▶ **Directions for this task**
Count the lines in the records below that contain the word "Deserialize", and give only that number.

Material to process: Begin

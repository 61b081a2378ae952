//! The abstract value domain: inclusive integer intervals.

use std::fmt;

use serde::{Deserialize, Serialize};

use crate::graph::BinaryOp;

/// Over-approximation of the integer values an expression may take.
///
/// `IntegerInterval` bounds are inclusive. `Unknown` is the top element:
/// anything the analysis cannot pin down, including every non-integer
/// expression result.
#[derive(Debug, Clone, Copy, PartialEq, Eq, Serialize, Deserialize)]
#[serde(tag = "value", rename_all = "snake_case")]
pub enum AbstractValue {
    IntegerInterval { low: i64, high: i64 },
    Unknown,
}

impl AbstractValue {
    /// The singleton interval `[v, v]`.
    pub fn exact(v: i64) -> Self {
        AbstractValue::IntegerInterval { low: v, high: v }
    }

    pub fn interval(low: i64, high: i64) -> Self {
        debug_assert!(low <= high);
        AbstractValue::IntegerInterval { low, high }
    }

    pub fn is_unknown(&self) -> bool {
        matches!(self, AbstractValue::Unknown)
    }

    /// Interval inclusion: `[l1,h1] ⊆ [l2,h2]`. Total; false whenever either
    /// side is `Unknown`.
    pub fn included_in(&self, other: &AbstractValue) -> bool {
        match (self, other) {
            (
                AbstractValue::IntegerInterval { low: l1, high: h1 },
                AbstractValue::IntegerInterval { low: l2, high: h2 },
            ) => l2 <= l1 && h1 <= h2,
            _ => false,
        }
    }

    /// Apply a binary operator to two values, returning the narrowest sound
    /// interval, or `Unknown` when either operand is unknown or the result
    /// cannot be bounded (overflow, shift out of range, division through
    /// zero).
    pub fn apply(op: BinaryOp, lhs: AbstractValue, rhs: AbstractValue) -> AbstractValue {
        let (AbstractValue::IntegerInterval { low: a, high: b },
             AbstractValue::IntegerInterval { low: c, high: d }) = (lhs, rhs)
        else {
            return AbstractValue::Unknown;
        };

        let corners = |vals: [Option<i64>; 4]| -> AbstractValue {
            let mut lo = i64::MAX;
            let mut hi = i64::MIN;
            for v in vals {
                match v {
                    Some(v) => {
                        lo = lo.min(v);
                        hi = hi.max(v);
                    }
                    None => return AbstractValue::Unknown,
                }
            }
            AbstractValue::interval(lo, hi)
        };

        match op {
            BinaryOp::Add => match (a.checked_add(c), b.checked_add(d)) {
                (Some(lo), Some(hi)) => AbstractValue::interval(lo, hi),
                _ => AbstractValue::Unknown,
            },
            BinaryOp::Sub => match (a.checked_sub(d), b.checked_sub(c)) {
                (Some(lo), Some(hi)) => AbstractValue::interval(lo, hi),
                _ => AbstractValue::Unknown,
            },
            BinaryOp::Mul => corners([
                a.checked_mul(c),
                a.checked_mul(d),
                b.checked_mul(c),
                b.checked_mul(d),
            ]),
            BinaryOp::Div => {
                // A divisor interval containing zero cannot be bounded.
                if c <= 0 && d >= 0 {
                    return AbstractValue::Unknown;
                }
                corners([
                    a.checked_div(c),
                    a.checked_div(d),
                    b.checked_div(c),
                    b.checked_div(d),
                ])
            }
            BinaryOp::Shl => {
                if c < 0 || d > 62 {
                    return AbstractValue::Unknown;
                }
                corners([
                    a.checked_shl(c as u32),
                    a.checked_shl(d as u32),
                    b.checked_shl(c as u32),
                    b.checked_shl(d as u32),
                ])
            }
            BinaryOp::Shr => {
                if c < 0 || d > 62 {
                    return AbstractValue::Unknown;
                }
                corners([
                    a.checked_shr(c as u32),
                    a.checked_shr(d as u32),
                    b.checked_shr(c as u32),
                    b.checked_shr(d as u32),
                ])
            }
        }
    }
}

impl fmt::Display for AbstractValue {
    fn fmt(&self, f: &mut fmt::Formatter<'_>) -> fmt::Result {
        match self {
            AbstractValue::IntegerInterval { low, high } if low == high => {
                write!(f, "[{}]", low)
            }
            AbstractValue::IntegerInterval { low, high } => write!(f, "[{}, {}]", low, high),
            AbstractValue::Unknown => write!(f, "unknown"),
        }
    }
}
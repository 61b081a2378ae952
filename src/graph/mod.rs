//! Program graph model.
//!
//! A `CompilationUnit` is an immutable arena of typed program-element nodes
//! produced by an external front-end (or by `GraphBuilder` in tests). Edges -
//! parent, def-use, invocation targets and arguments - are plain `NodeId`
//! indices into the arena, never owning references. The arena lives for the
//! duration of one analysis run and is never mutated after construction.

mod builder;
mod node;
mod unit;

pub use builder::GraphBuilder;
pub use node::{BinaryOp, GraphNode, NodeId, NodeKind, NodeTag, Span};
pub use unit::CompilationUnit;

Material to process: End

▶ **Reply to the exercise**
2